Among the entries below, find each line holding "merge" and return it.

══ ENTRIES PROVIDED ══

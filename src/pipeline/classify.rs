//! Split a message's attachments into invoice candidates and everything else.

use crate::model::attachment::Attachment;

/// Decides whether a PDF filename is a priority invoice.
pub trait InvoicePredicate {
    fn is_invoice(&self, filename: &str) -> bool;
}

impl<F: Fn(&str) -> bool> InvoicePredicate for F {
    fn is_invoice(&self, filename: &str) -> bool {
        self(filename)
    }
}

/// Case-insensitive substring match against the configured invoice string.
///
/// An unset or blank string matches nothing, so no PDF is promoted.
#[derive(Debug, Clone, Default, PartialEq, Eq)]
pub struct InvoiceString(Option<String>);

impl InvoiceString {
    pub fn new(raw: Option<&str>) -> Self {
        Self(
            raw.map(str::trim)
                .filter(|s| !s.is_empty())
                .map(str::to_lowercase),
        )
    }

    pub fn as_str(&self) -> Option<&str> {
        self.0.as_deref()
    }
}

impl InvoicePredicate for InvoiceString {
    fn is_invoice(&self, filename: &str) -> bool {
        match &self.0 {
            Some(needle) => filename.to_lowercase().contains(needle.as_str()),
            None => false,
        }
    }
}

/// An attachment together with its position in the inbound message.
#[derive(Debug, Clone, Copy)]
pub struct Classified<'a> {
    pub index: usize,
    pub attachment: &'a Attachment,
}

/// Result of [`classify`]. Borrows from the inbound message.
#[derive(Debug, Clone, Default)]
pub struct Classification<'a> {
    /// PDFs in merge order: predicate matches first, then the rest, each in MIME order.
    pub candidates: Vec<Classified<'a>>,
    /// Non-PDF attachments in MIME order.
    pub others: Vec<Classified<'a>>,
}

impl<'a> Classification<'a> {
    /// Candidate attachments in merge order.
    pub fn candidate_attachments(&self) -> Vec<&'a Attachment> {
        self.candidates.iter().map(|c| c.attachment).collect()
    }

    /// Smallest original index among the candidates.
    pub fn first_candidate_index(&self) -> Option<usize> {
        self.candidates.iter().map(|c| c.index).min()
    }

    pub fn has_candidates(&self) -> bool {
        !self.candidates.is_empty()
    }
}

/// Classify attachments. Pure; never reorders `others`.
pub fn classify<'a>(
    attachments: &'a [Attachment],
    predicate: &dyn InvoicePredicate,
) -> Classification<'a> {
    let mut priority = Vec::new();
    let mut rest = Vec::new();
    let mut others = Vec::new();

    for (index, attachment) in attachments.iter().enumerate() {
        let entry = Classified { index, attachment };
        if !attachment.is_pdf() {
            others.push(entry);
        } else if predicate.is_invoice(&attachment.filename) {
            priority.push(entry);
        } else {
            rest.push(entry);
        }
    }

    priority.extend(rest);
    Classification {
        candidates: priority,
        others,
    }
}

═══

RESULT OF THE TASK
    /// PDFs in merge order: predicate matches first, then the rest, each in MIME order.
    /// Candidate attachments in merge order.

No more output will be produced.